(MATERIAL SUPPLIED)
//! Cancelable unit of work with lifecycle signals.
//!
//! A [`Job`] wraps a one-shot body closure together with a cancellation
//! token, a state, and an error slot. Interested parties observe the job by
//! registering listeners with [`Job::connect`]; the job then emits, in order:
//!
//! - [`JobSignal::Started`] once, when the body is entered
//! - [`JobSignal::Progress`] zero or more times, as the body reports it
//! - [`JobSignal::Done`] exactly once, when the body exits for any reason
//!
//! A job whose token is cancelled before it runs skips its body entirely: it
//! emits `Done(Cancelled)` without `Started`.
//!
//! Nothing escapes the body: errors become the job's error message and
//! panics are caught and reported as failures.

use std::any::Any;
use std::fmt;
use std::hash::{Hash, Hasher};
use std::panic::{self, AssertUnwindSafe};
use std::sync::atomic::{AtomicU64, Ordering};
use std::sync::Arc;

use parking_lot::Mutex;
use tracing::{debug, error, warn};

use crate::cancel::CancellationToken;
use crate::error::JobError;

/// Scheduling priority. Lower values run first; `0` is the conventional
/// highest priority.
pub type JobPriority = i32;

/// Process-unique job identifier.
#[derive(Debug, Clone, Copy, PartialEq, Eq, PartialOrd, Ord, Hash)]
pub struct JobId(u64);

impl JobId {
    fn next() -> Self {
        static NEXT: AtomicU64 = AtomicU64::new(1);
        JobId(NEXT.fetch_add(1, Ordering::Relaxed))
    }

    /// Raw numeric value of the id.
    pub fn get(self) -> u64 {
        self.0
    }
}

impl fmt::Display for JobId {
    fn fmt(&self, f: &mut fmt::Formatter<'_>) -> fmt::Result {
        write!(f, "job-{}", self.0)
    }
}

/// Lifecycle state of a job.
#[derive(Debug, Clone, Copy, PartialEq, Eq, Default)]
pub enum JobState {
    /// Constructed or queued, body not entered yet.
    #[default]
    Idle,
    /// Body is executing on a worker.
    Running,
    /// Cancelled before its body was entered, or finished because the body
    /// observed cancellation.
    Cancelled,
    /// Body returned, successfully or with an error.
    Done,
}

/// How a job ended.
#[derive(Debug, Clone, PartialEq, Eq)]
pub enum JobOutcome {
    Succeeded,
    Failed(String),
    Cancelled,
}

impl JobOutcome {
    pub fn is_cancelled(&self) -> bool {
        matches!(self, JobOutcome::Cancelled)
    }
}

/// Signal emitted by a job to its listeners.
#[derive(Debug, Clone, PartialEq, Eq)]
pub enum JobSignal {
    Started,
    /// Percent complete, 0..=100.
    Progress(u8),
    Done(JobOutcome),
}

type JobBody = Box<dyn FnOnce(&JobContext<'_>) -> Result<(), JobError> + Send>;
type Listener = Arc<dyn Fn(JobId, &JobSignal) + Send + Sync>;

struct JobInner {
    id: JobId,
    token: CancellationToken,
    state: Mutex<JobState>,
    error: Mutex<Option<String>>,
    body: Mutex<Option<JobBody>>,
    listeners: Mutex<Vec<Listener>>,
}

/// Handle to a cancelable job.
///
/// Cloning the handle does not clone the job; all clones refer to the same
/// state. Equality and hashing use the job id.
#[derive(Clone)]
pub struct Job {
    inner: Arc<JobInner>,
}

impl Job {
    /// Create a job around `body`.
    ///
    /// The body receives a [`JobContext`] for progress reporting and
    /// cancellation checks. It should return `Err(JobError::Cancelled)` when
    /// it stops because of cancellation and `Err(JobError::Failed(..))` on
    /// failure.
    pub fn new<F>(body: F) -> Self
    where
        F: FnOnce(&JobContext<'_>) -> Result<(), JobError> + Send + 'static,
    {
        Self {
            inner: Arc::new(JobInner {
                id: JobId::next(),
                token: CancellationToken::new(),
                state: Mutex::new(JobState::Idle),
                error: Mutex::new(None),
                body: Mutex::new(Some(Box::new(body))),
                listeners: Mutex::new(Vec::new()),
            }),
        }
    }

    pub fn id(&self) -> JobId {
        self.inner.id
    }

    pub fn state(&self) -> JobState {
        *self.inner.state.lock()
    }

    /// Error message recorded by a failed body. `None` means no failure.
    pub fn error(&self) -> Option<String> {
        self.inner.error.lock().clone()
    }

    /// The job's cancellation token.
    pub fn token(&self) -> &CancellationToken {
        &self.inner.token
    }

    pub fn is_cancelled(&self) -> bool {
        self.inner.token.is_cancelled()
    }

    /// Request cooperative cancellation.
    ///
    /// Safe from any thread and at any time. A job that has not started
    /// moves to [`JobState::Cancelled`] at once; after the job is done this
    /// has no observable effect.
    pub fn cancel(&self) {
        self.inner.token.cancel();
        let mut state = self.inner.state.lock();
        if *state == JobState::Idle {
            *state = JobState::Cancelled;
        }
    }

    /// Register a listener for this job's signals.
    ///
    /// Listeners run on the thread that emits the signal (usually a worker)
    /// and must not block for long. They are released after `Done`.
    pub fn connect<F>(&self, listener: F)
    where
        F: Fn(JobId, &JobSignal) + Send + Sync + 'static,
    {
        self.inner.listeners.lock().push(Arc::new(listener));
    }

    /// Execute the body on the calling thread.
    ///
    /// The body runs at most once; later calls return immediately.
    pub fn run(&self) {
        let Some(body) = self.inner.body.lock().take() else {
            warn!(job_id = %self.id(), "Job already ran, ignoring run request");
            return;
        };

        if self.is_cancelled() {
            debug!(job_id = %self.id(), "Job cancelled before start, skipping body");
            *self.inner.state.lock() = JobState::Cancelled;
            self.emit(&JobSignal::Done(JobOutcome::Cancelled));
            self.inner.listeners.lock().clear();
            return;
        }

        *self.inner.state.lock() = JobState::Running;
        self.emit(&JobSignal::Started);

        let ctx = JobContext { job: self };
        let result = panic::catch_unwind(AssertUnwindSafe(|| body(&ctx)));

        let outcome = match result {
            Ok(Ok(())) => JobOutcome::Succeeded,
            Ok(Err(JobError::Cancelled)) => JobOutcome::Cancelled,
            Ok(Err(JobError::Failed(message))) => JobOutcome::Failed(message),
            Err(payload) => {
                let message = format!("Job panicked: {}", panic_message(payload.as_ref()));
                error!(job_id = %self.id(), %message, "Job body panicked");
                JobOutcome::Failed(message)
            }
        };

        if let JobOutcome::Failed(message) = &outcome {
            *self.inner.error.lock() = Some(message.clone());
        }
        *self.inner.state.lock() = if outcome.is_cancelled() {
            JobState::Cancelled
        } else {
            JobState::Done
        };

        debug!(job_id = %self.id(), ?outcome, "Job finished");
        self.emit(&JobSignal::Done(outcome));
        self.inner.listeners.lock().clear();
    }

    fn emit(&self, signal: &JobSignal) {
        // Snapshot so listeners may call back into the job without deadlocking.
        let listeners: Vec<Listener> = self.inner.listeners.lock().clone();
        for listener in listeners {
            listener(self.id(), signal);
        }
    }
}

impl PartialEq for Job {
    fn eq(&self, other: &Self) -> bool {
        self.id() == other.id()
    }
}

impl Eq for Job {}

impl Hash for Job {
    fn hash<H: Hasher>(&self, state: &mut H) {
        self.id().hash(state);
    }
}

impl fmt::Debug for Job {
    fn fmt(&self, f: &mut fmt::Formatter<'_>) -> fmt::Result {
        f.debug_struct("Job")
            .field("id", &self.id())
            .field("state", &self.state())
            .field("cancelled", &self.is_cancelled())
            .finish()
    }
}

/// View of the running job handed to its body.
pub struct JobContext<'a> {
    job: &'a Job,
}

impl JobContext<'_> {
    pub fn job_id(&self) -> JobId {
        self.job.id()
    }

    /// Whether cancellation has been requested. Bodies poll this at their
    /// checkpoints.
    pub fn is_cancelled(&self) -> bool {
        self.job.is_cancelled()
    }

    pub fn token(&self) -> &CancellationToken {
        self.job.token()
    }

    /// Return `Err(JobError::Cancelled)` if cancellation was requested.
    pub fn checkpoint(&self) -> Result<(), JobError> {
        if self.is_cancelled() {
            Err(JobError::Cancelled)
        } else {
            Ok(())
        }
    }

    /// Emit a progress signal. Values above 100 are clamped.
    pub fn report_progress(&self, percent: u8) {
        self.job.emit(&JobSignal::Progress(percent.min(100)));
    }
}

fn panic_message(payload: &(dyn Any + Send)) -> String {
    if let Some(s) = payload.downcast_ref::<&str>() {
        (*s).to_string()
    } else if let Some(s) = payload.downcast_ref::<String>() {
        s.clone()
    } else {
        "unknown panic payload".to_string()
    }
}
(End MATERIAL SUPPLIED)
(MATERIAL SUPPLIED)
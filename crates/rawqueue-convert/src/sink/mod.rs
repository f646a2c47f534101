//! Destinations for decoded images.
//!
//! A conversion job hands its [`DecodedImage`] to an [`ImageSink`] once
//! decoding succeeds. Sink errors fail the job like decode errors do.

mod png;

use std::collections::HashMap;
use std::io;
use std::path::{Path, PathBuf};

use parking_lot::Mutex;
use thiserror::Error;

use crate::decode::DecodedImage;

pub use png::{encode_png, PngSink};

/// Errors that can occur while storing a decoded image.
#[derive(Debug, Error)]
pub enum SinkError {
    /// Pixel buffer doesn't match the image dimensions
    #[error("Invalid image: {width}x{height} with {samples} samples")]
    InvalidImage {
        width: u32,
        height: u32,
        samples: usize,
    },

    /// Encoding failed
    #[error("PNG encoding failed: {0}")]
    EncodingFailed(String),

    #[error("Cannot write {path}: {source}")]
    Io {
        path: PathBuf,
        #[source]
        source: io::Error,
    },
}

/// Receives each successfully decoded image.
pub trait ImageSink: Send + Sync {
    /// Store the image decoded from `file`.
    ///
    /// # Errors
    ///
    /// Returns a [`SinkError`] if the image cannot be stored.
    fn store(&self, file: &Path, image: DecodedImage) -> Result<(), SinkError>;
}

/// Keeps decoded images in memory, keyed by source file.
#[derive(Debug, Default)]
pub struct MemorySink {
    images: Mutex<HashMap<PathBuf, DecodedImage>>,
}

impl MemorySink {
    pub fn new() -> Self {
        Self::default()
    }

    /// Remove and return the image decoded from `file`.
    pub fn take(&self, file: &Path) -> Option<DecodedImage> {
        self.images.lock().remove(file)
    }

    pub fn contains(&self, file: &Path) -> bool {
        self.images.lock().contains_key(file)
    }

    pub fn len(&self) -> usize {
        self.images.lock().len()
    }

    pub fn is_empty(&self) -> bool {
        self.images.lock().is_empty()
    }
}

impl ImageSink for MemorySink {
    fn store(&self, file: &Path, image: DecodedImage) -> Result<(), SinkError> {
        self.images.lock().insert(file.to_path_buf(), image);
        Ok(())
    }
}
(End MATERIAL SUPPLIED)
(MATERIAL SUPPLIED)
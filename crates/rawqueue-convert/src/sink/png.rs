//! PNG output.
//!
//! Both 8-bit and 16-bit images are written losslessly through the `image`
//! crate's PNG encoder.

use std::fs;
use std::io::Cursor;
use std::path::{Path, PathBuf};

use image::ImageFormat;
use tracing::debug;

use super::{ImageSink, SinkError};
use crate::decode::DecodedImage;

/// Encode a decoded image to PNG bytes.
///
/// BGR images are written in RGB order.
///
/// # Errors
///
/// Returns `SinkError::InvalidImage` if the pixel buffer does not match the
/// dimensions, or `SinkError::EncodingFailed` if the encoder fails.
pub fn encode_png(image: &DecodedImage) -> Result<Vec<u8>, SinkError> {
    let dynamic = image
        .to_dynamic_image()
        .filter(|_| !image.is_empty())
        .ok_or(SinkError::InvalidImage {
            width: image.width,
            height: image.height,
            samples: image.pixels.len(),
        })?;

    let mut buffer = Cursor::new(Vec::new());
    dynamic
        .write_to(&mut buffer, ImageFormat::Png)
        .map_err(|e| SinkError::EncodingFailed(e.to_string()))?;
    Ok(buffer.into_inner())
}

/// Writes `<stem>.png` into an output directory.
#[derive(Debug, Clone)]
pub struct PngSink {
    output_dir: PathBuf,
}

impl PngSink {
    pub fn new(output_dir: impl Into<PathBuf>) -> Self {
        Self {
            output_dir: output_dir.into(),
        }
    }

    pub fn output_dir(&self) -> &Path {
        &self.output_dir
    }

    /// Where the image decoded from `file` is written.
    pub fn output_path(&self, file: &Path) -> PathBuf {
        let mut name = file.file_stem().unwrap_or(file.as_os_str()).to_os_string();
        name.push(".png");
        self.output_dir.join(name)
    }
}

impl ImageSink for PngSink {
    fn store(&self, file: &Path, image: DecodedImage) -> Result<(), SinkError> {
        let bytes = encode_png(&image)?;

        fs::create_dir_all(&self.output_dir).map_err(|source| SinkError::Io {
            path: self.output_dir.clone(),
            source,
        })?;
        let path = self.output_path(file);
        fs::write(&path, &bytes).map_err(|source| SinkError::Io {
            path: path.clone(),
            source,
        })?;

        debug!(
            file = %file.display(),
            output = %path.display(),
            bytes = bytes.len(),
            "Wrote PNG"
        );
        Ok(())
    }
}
(End MATERIAL SUPPLIED)
INSTRUCTIONS TO FOLLOW: Throughout the material above, count each line holding "when" and answer with the total alone.

SOLUTION: 3